*Activity*: Up to and including the line with "one scheduling sweep", copy the records below exactly from their first line.

Saved entries
--- START ---

//! Periodic auditor
//!
//! Two passes on separate schedules:
//!
//! - **Scheduling** walks every active wallet, scores its risk and queues a
//!   periodic job when the wallet is unlocked, overdue and has changed since
//!   its last snapshot. It also keeps one global audit job queued. A wallet
//!   that fails to analyse is logged and skipped.
//! - **Execution** drops stale jobs, snapshots the wallet, looks for trend
//!   anomalies over the snapshot history and returns the follow-up job.

use chrono::{DateTime, Utc};
use ledgerwatch_core::{
    AnomalyScope, AuditQueueJob, AuditStatus, AuditType, EntityType, JobId, NewAuditJob,
    NewSnapshot, SnapshotId, Wallet, PRIORITY_NORMAL,
};
use ledgerwatch_store::{
    AuditLogRepository, AuditQueueRepository, LedgerRepository, SnapshotRepository,
    WalletRepository,
};
use rust_decimal::Decimal;

use crate::anomaly::{AnomalyRecorder, Recorded};
use crate::context::AuditServices;
use crate::error::AuditResult;
use crate::risk::{assess, RiskAssessment, RiskInputs};
use crate::trend::{analyze, trend_anomalies, TrendReport};

/// Outcome of one scheduling sweep
#[derive(Debug, Clone, Default, PartialEq)]
pub struct ScheduleReport {
    pub examined: usize,
    pub scheduled: usize,
    pub already_queued: usize,
    pub skipped_locked: usize,
    pub skipped_not_due: usize,
    pub skipped_unchanged: usize,
    pub failed: usize,
    pub global_job: Option<JobId>,
}

#[derive(Debug, Clone, Copy, PartialEq, Eq)]
enum WalletDecision {
    Scheduled,
    AlreadyQueued,
    Locked,
    NotDue,
    Unchanged,
}

#[derive(Debug, Clone, PartialEq)]
pub enum PeriodicOutcome {
    /// Wallet missing or untouched since well before the job was created
    Stale,
    Completed {
        snapshot_id: SnapshotId,
        trend: Option<TrendReport>,
        anomalies_created: usize,
        duplicates_suppressed: usize,
        /// The wallet's next periodic audit
        next_audit: NewAuditJob,
    },
}

pub struct PeriodicAuditor {
    services: AuditServices,
    recorder: AnomalyRecorder,
}

impl PeriodicAuditor {
    pub fn new(services: AuditServices) -> Self {
        Self {
            recorder: AnomalyRecorder::new(services.clone()),
            services,
        }
    }

    /// Gather risk signals for a wallet and score them
    pub fn assess_wallet(&self, wallet: &Wallet, now: DateTime<Utc>) -> AuditResult<RiskAssessment> {
        let config = &self.services.config.periodic;
        let store = &self.services.store;

        let activity = store.wallet_activity(wallet.id, now - config.activity_window())?;
        let last_transaction_at = match activity.last_transaction_at {
            Some(at) => Some(at),
            None => store.wallet_activity(wallet.id, DateTime::<Utc>::UNIX_EPOCH)?.last_transaction_at,
        };
        let idle_since = last_transaction_at.unwrap_or(wallet.updated_at);

        let inputs = RiskInputs {
            daily_volume: activity.volume / Decimal::from(config.activity_window_days.max(1)),
            transaction_count_30d: activity.transaction_count,
            unresolved_anomalies: store.count_unresolved(EntityType::Wallet, wallet.id)?,
            balance: wallet.balance,
            days_inactive: (now - idle_since).num_days().max(0),
        };
        Ok(assess(&inputs, config))
    }

    fn periodic_job(&self, wallet_id: i64, priority: u8, at: DateTime<Utc>) -> NewAuditJob {
        let queue = &self.services.config.queue;
        NewAuditJob {
            queue_name: queue.queue_name.clone(),
            entity_type: EntityType::Wallet,
            entity_id: wallet_id,
            audit_type: AuditType::Periodic,
            priority,
            scheduled_at: at,
            max_attempts: queue.default_max_attempts,
        }
    }

    /// Scheduling pass
    pub fn schedule(&self) -> AuditResult<ScheduleReport> {
        let now = self.services.clock.now();
        let config = &self.services.config;
        let wallets = self
            .services
            .store
            .active_wallets(now - config.periodic.activity_window())?;

        let mut report = ScheduleReport::default();
        for wallet in &wallets {
            report.examined += 1;
            match self.schedule_wallet(wallet, now) {
                Ok(WalletDecision::Scheduled) => report.scheduled += 1,
                Ok(WalletDecision::AlreadyQueued) => report.already_queued += 1,
                Ok(WalletDecision::Locked) => report.skipped_locked += 1,
                Ok(WalletDecision::NotDue) => report.skipped_not_due += 1,
                Ok(WalletDecision::Unchanged) => report.skipped_unchanged += 1,
                Err(e) => {
                    report.failed += 1;
                    tracing::warn!(wallet_id = wallet.id, error = %e, "Periodic scheduling failed for wallet");
                }
            }
        }

        let global = NewAuditJob {
            queue_name: config.queue.queue_name.clone(),
            entity_type: EntityType::System,
            entity_id: 0,
            audit_type: AuditType::Global,
            priority: PRIORITY_NORMAL,
            scheduled_at: now + config.periodic.global_audit_delay(),
            max_attempts: config.queue.default_max_attempts,
        };
        match self.services.store.enqueue_unique(global, now) {
            Ok((job, _)) => report.global_job = Some(job.id),
            Err(e) => tracing::warn!(error = %e, "Failed to queue global audit"),
        }

        tracing::info!(
            examined = report.examined,
            scheduled = report.scheduled,
            failed = report.failed,
            "Periodic scheduling sweep finished"
        );
        Ok(report)
    }

    fn schedule_wallet(&self, wallet: &Wallet, now: DateTime<Utc>) -> AuditResult<WalletDecision> {
        let config = &self.services.config.periodic;
        let store = &self.services.store;

        if self.services.entity_lock().is_locked(EntityType::Wallet, wallet.id) {
            return Ok(WalletDecision::Locked);
        }

        let assessment = self.assess_wallet(wallet, now)?;
        if let Some(last) = store.latest_snapshot(wallet.id, Some(AuditType::Periodic))? {
            if now - last.snapshot_date <= assessment.frequency {
                return Ok(WalletDecision::NotDue);
            }
        }

        let changed = match store.latest_snapshot(wallet.id, None)? {
            None => true,
            Some(snapshot) => {
                let count = store.completed_internal_count(wallet.id)?;
                (wallet.balance - snapshot.balance).abs() > config.balance_change_threshold
                    || count.abs_diff(snapshot.transaction_count) > config.tx_count_change_threshold
            }
        };
        if !changed {
            return Ok(WalletDecision::Unchanged);
        }

        let (job, created) =
            store.enqueue_unique(self.periodic_job(wallet.id, assessment.priority, now), now)?;
        if !created {
            return Ok(WalletDecision::AlreadyQueued);
        }
        tracing::debug!(
            wallet_id = wallet.id,
            job_id = job.id,
            score = %assessment.score,
            level = %assessment.level,
            "Periodic audit scheduled"
        );
        Ok(WalletDecision::Scheduled)
    }

    /// Execution pass for one periodic job
    pub fn execute(&self, job: &AuditQueueJob) -> AuditResult<PeriodicOutcome> {
        let config = &self.services.config.periodic;
        let store = &self.services.store;
        let now = self.services.clock.now();

        let Some(wallet) = store.wallet(job.entity_id)? else {
            return Ok(PeriodicOutcome::Stale);
        };
        if wallet.updated_at < job.created_at - config.stale_grace() {
            tracing::debug!(wallet_id = wallet.id, job_id = job.id, "Stale periodic job discarded");
            return Ok(PeriodicOutcome::Stale);
        }

        let snapshot = store.insert_snapshot(NewSnapshot {
            wallet_id: wallet.id,
            balance: wallet.balance,
            transaction_count: store.completed_internal_count(wallet.id)?,
            snapshot_date: now,
            audit_type: AuditType::Periodic,
        })?;

        let history = store.snapshots_since(wallet.id, now - config.trend_window())?;
        let trend = analyze(&history);

        let mut anomalies_created = 0;
        let mut duplicates_suppressed = 0;
        if let Some(report) = &trend {
            for anomaly in trend_anomalies(wallet.id, report, config) {
                let anomaly = anomaly.meta("snapshot_id", snapshot.id);
                match self.recorder.record(anomaly, AnomalyScope::Periodic, AuditStatus::Pending)? {
                    Recorded::Created(log) => {
                        anomalies_created += 1;
                        self.recorder.notify(&log);
                    }
                    Recorded::Duplicate { .. } => duplicates_suppressed += 1,
                }
            }
        }

        let assessment = self.assess_wallet(&wallet, now)?;
        Ok(PeriodicOutcome::Completed {
            snapshot_id: snapshot.id,
            trend,
            anomalies_created,
            duplicates_suppressed,
            next_audit: self.periodic_job(wallet.id, assessment.priority, now + assessment.frequency),
        })
    }
}

#[cfg(test)]
mod tests {
    use super::*;
    use chrono::{Duration, TimeZone};
    use ledgerwatch_core::{Clock, Flow, ManualClock, Nature, Transaction, TxStatus};
    use ledgerwatch_store::MemoryStore;
    use rust_decimal_macros::dec;
    use std::sync::Arc;

    struct Fixture {
        store: Arc<MemoryStore>,
        clock: Arc<ManualClock>,
        services: AuditServices,
        auditor: PeriodicAuditor,
    }

    fn fixture() -> Fixture {
        let store = Arc::new(MemoryStore::new());
        let clock = Arc::new(ManualClock::new(Utc.with_ymd_and_hms(2024, 6, 1, 0, 0, 0).unwrap()));
        let services = AuditServices::new(store.clone(), clock.clone(), Default::default());
        Fixture {
            auditor: PeriodicAuditor::new(services.clone()),
            services,
            store,
            clock,
        }
    }

    impl Fixture {
        fn funded_wallet(&self, id: i64, amount: Decimal) {
            let now = self.clock.now();
            self.store.insert_wallet(Wallet {
                id,
                user_id: id,
                balance: amount,
                updated_at: now,
            });
            self.store.insert_transaction(Transaction {
                id: id * 100,
                wallet_id: id,
                amount,
                flow: Flow::In,
                nature: Nature::Internal,
                status: TxStatus::Completed,
                created_at: now,
            });
        }
    }

    #[test]
    fn test_schedule_queues_active_wallets_and_global_job() {
        let f = fixture();
        f.funded_wallet(1, dec!(100));
        f.funded_wallet(2, dec!(200));

        let report = f.auditor.schedule().unwrap();
        assert_eq!(report.examined, 2);
        assert_eq!(report.scheduled, 2);

        let global = f.store.job(report.global_job.unwrap()).unwrap().unwrap();
        assert_eq!(global.audit_type, AuditType::Global);
        assert_eq!(global.scheduled_at, f.clock.now() + Duration::hours(24));

        // a second sweep finds everything already queued
        let again = f.auditor.schedule().unwrap();
        assert_eq!(again.scheduled, 0);
        assert_eq!(again.already_queued, 2);
        assert_eq!(again.global_job, report.global_job);
    }

    #[test]
    fn test_locked_wallet_is_skipped() {
        let f = fixture();
        f.funded_wallet(1, dec!(100));
        let _guard = f.services.entity_lock().try_acquire(EntityType::Wallet, 1).unwrap();

        let report = f.auditor.schedule().unwrap();
        assert_eq!(report.skipped_locked, 1);
        assert_eq!(report.scheduled, 0);
    }

    #[test]
    fn test_recent_audit_is_not_due() {
        let f = fixture();
        f.funded_wallet(1, dec!(100));
        let job = f.store.enqueue_unique(f.auditor.periodic_job(1, 8, f.clock.now()), f.clock.now()).unwrap().0;
        f.auditor.execute(&job).unwrap();
        f.store.complete_job(job.id).unwrap();

        f.clock.advance(Duration::hours(1));
        let report = f.auditor.schedule().unwrap();
        assert_eq!(report.skipped_not_due, 1);
    }

    #[test]
    fn test_unchanged_wallet_is_skipped() {
        let f = fixture();
        f.funded_wallet(1, dec!(100));
        f.store
            .insert_snapshot(NewSnapshot {
                wallet_id: 1,
                balance: dec!(100),
                transaction_count: 1,
                snapshot_date: f.clock.now(),
                audit_type: AuditType::Batch,
            })
            .unwrap();

        let report = f.auditor.schedule().unwrap();
        assert_eq!(report.skipped_unchanged, 1);
    }

    #[test]
    fn test_stale_job_is_discarded() {
        let f = fixture();
        f.funded_wallet(1, dec!(100));
        f.clock.advance(Duration::hours(3));
        let now = f.clock.now();
        let (job, _) = f.store.enqueue_unique(f.auditor.periodic_job(1, 5, now), now).unwrap();

        assert_eq!(f.auditor.execute(&job).unwrap(), PeriodicOutcome::Stale);
        assert!(f.store.snapshots(1).is_empty());
    }

    #[test]
    fn test_execute_snapshots_and_plans_next_audit() {
        let f = fixture();
        f.funded_wallet(1, dec!(100));
        let now = f.clock.now();
        let (job, _) = f.store.enqueue_unique(f.auditor.periodic_job(1, 5, now), now).unwrap();

        let PeriodicOutcome::Completed { next_audit, trend, .. } = f.auditor.execute(&job).unwrap() else {
            panic!("expected completed outcome");
        };
        assert!(trend.is_none());
        assert_eq!(f.store.snapshots(1).len(), 1);
        assert_eq!(next_audit.audit_type, AuditType::Periodic);
        // low risk: every 48h
        assert_eq!(next_audit.scheduled_at, now + Duration::hours(48));
        assert_eq!(next_audit.priority, 8);
    }

    #[test]
    fn test_execute_flags_sharp_decline() {
        let f = fixture();
        f.funded_wallet(1, dec!(1000));
        f.store
            .insert_snapshot(NewSnapshot {
                wallet_id: 1,
                balance: dec!(1000),
                transaction_count: 1,
                snapshot_date: f.clock.now(),
                audit_type: AuditType::Periodic,
            })
            .unwrap();

        f.clock.advance(Duration::days(2));
        let now = f.clock.now();
        f.store.set_wallet_balance(1, dec!(100), now).unwrap();
        let (job, _) = f.store.enqueue_unique(f.auditor.periodic_job(1, 5, now), now).unwrap();

        let PeriodicOutcome::Completed { anomalies_created, .. } = f.auditor.execute(&job).unwrap() else {
            panic!("expected completed outcome");
        };
        // a 90% drop between two snapshots is also highly volatile
        assert_eq!(anomalies_created, 2);
        let logs = f.store.entity_audit_logs(EntityType::Wallet, 1).unwrap();
        assert!(logs.iter().any(|l| l.invariant_violated == "sharp_balance_decline"));
        assert!(logs.iter().all(|l| l.audit_type == AuditType::Periodic));
    }
}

--- END ---

*Task output*:
//! Periodic auditor
//!
//! Two passes on separate schedules:
//!
//! - **Scheduling** walks every active wallet, scores its risk and queues a
//!   periodic job when the wallet is unlocked, overdue and has changed since
//!   its last snapshot. It also keeps one global audit job queued. A wallet
//!   that fails to analyse is logged and skipped.
//! - **Execution** drops stale jobs, snapshots the wallet, looks for trend
//!   anomalies over the snapshot history and returns the follow-up job.

use chrono::{DateTime, Utc};
use ledgerwatch_core::{
    AnomalyScope, AuditQueueJob, AuditStatus, AuditType, EntityType, JobId, NewAuditJob,
    NewSnapshot, SnapshotId, Wallet, PRIORITY_NORMAL,
};
use ledgerwatch_store::{
    AuditLogRepository, AuditQueueRepository, LedgerRepository, SnapshotRepository,
    WalletRepository,
};
use rust_decimal::Decimal;

use crate::anomaly::{AnomalyRecorder, Recorded};
use crate::context::AuditServices;
use crate::error::AuditResult;
use crate::risk::{assess, RiskAssessment, RiskInputs};
use crate::trend::{analyze, trend_anomalies, TrendReport};

/// Outcome of one scheduling sweep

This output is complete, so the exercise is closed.